Content starts

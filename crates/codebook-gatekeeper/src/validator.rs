//! Candidate validation logic

use crate::{GatekeeperError, ValidationConfig};
use codebook_domain::identifier::{self, MAX_IDENTIFIER_LEN};
use tracing::debug;

/// Result of candidate validation
#[derive(Debug, Clone)]
pub struct ValidationResult {
    /// Whether the candidate passed validation
    pub status: ValidationStatus,

    /// Rejection reasons (if any)
    pub reasons: Vec<RejectionReason>,

    /// Name after case normalization
    pub name: String,

    /// Description after whitespace collapsing
    pub description: String,
}

impl ValidationResult {
    /// Whether the candidate was accepted
    pub fn is_accepted(&self) -> bool {
        self.status == ValidationStatus::Accepted
    }
}

/// Validation status
#[derive(Debug, Clone, Copy, PartialEq, Eq)]
pub enum ValidationStatus {
    /// Candidate accepted
    Accepted,

    /// Candidate rejected
    Rejected,
}

/// Reasons for rejection
#[derive(Debug, Clone, PartialEq, Eq)]
pub enum RejectionReason {
    /// Name does not satisfy the identifier grammar
    InvalidIdentifier(String),

    /// Name length outside the policy window
    NameLength {
        /// Actual length
        length: usize,
        /// Minimum allowed
        min: usize,
        /// Maximum allowed
        max: usize,
    },

    /// Description shorter than the policy minimum
    DescriptionTooShort {
        /// Actual length
        length: usize,
        /// Minimum allowed
        min: usize,
    },

    /// Description longer than the policy maximum
    DescriptionTooLong {
        /// Actual length
        length: usize,
        /// Maximum allowed
        max: usize,
    },

    /// Description contains a layout-noise phrase
    NoisePhrase(String),
}

/// Per-extractor admission rules
#[derive(Debug, Clone, PartialEq, Eq)]
pub struct AdmissionPolicy {
    /// Uppercase the name before validating it (free-text sources)
    pub normalize_case: bool,

    /// Minimum name length
    pub min_name: usize,

    /// Maximum name length
    pub max_name: usize,

    /// Minimum description length (characters)
    pub min_description: usize,

    /// Maximum description length (characters), unbounded if `None`
    pub max_description: Option<usize>,

    /// Reject descriptions containing a noise phrase
    pub reject_noise: bool,
}

impl AdmissionPolicy {
    /// Policy for tokens validated exactly as extracted
    pub fn as_extracted(min_description: usize) -> Self {
        Self {
            normalize_case: false,
            min_name: 1,
            max_name: MAX_IDENTIFIER_LEN,
            min_description,
            max_description: None,
            reject_noise: false,
        }
    }

    /// Policy for case-insensitive free text
    pub fn free_text(min_description: usize) -> Self {
        Self {
            normalize_case: true,
            ..Self::as_extracted(min_description)
        }
    }
}

/// The Gatekeeper filters extracted candidates before they become records
#[derive(Debug, Clone)]
pub struct Gatekeeper {
    config: ValidationConfig,
    noise_phrases: Vec<String>,
}

impl Gatekeeper {
    /// Create a Gatekeeper after checking the configuration
    pub fn new(config: ValidationConfig) -> Result<Self, GatekeeperError> {
        config.validate().map_err(GatekeeperError::Config)?;
        Ok(Self::build(config))
    }

    /// Create a Gatekeeper with default configuration
    pub fn default_config() -> Self {
        Self::build(ValidationConfig::default())
    }

    fn build(config: ValidationConfig) -> Self {
        let noise_phrases = config.noise_phrases.iter().map(|p| p.to_lowercase()).collect();
        Self {
            config,
            noise_phrases,
        }
    }

    /// Active configuration
    pub fn config(&self) -> &ValidationConfig {
        &self.config
    }

    /// Policy for HTML and PDF table rows
    pub fn table_policy(&self) -> AdmissionPolicy {
        AdmissionPolicy::as_extracted(self.config.table_min_description)
    }

    /// Policy for free-text regex templates with a description window
    pub fn template_policy(&self, min_description: usize, max_description: usize) -> AdmissionPolicy {
        AdmissionPolicy {
            normalize_case: true,
            min_name: self.config.template_min_name,
            max_name: self.config.template_max_name,
            min_description,
            max_description: Some(max_description),
            reject_noise: true,
        }
    }

    /// Validate a candidate name/description pair against a policy
    ///
    /// All checks run so the result lists every reason a candidate failed.
    pub fn validate(&self, name: &str, description: &str, policy: &AdmissionPolicy) -> ValidationResult {
        let mut reasons = Vec::new();

        let name = if policy.normalize_case {
            identifier::normalize(name)
        } else {
            name.trim().to_string()
        };
        let description = collapse_whitespace(description);

        // 1. Identifier grammar
        if !identifier::is_valid_identifier(&name) {
            reasons.push(RejectionReason::InvalidIdentifier(name.clone()));
        }

        // 2. Name length window
        let name_len = name.chars().count();
        if name_len < policy.min_name || name_len > policy.max_name {
            reasons.push(RejectionReason::NameLength {
                length: name_len,
                min: policy.min_name,
                max: policy.max_name,
            });
        }

        // 3. Description length window
        let description_len = description.chars().count();
        if description_len < policy.min_description.max(1) {
            reasons.push(RejectionReason::DescriptionTooShort {
                length: description_len,
                min: policy.min_description.max(1),
            });
        }
        if let Some(max) = policy.max_description {
            if description_len > max {
                reasons.push(RejectionReason::DescriptionTooLong {
                    length: description_len,
                    max,
                });
            }
        }

        // 4. Layout noise
        if policy.reject_noise {
            if let Some(phrase) = self.noise_phrase(&description) {
                reasons.push(RejectionReason::NoisePhrase(phrase.to_string()));
            }
        }

        let status = if reasons.is_empty() {
            ValidationStatus::Accepted
        } else {
            debug!("Rejected candidate {:?}: {:?}", name, reasons);
            ValidationStatus::Rejected
        };

        ValidationResult {
            status,
            reasons,
            name,
            description,
        }
    }

    /// First noise phrase contained in the description
    fn noise_phrase(&self, description: &str) -> Option<&str> {
        let lower = description.to_lowercase();
        self.noise_phrases
            .iter()
            .find(|phrase| lower.contains(phrase.as_str()))
            .map(String::as_str)
    }
}

/// Collapse internal whitespace runs to single spaces and trim
pub fn collapse_whitespace(text: &str) -> String {
    text.split_whitespace().collect::<Vec<_>>().join(" ")
}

Content ends

* _What to produce_: No line may be left out; the records are to be transcribed in full.

* _Answer box_:
filename crates/codebook-gatekeeper/src/validator.rs
//! Candidate validation logic

use crate::{GatekeeperError, ValidationConfig};
use codebook_domain::identifier::{self, MAX_IDENTIFIER_LEN};
use tracing::debug;

/// Result of candidate validation
#[derive(Debug, Clone)]
pub struct ValidationResult {
    /// Whether the candidate passed validation
    pub status: ValidationStatus,

    /// Rejection reasons (if any)
    pub reasons: Vec<RejectionReason>,

    /// Name after case normalization
    pub name: String,

    /// Description after whitespace collapsing
    pub description: String,
}

impl ValidationResult {
    /// Whether the candidate was accepted
    pub fn is_accepted(&self) -> bool {
        self.status == ValidationStatus::Accepted
    }
}

/// Validation status
#[derive(Debug, Clone, Copy, PartialEq, Eq)]
pub enum ValidationStatus {
    /// Candidate accepted
    Accepted,

    /// Candidate rejected
    Rejected,
}

/// Reasons for rejection
#[derive(Debug, Clone, PartialEq, Eq)]
pub enum RejectionReason {
    /// Name does not satisfy the identifier grammar
    InvalidIdentifier(String),

    /// Name length outside the policy window
    NameLength {
        /// Actual length
        length: usize,
        /// Minimum allowed
        min: usize,
        /// Maximum allowed
        max: usize,
    },

    /// Description shorter than the policy minimum
    DescriptionTooShort {
        /// Actual length
        length: usize,
        /// Minimum allowed
        min: usize,
    },

    /// Description longer than the policy maximum
    DescriptionTooLong {
        /// Actual length
        length: usize,
        /// Maximum allowed
        max: usize,
    },

    /// Description contains a layout-noise phrase
    NoisePhrase(String),
}

/// Per-extractor admission rules
#[derive(Debug, Clone, PartialEq, Eq)]
pub struct AdmissionPolicy {
    /// Uppercase the name before validating it (free-text sources)
    pub normalize_case: bool,

    /// Minimum name length
    pub min_name: usize,

    /// Maximum name length
    pub max_name: usize,

    /// Minimum description length (characters)
    pub min_description: usize,

    /// Maximum description length (characters), unbounded if `None`
    pub max_description: Option<usize>,

    /// Reject descriptions containing a noise phrase
    pub reject_noise: bool,
}

impl AdmissionPolicy {
    /// Policy for tokens validated exactly as extracted
    pub fn as_extracted(min_description: usize) -> Self {
        Self {
            normalize_case: false,
            min_name: 1,
            max_name: MAX_IDENTIFIER_LEN,
            min_description,
            max_description: None,
            reject_noise: false,
        }
    }

    /// Policy for case-insensitive free text
    pub fn free_text(min_description: usize) -> Self {
        Self {
            normalize_case: true,
            ..Self::as_extracted(min_description)
        }
    }
}

/// The Gatekeeper filters extracted candidates before they become records
#[derive(Debug, Clone)]
pub struct Gatekeeper {
    config: ValidationConfig,
    noise_phrases: Vec<String>,
}

impl Gatekeeper {
    /// Create a Gatekeeper after checking the configuration
    pub fn new(config: ValidationConfig) -> Result<Self, GatekeeperError> {
        config.validate().map_err(GatekeeperError::Config)?;
        Ok(Self::build(config))
    }

    /// Create a Gatekeeper with default configuration
    pub fn default_config() -> Self {
        Self::build(ValidationConfig::default())
    }

    fn build(config: ValidationConfig) -> Self {
        let noise_phrases = config.noise_phrases.iter().map(|p| p.to_lowercase()).collect();
        Self {
            config,
            noise_phrases,
        }
    }

    /// Active configuration
    pub fn config(&self) -> &ValidationConfig {
        &self.config
    }

    /// Policy for HTML and PDF table rows
    pub fn table_policy(&self) -> AdmissionPolicy {
        AdmissionPolicy::as_extracted(self.config.table_min_description)
    }

    /// Policy for free-text regex templates with a description window
    pub fn template_policy(&self, min_description: usize, max_description: usize) -> AdmissionPolicy {
        AdmissionPolicy {
            normalize_case: true,
            min_name: self.config.template_min_name,
            max_name: self.config.template_max_name,
            min_description,
            max_description: Some(max_description),
            reject_noise: true,
        }
    }

    /// Validate a candidate name/description pair against a policy
    ///
    /// All checks run so the result lists every reason a candidate failed.
    pub fn validate(&self, name: &str, description: &str, policy: &AdmissionPolicy) -> ValidationResult {
        let mut reasons = Vec::new();

        let name = if policy.normalize_case {
            identifier::normalize(name)
        } else {
            name.trim().to_string()
        };
        let description = collapse_whitespace(description);

        // 1. Identifier grammar
        if !identifier::is_valid_identifier(&name) {
            reasons.push(RejectionReason::InvalidIdentifier(name.clone()));
        }

        // 2. Name length window
        let name_len = name.chars().count();
        if name_len < policy.min_name || name_len > policy.max_name {
            reasons.push(RejectionReason::NameLength {
                length: name_len,
                min: policy.min_name,
                max: policy.max_name,
            });
        }

        // 3. Description length window
        let description_len = description.chars().count();
        if description_len < policy.min_description.max(1) {
            reasons.push(RejectionReason::DescriptionTooShort {
                length: description_len,
                min: policy.min_description.max(1),
            });
        }
        if let Some(max) = policy.max_description {
            if description_len > max {
                reasons.push(RejectionReason::DescriptionTooLong {
                    length: description_len,
                    max,
                });
            }
        }

        // 4. Layout noise
        if policy.reject_noise {
            if let Some(phrase) = self.noise_phrase(&description) {
                reasons.push(RejectionReason::NoisePhrase(phrase.to_string()));
            }
        }

        let status = if reasons.is_empty() {
            ValidationStatus::Accepted
        } else {
            debug!("Rejected candidate {:?}: {:?}", name, reasons);
            ValidationStatus::Rejected
        };

        ValidationResult {
            status,
            reasons,
            name,
            description,
        }
    }

    /// First noise phrase contained in the description
    fn noise_phrase(&self, description: &str) -> Option<&str> {
        let lower = description.to_lowercase();
        self.noise_phrases
            .iter()
            .find(|phrase| lower.contains(phrase.as_str()))
            .map(String::as_str)
    }
}

/// Collapse internal whitespace runs to single spaces and trim
pub fn collapse_whitespace(text: &str) -> String {
    text.split_whitespace().collect::<Vec<_>>().join(" ")
}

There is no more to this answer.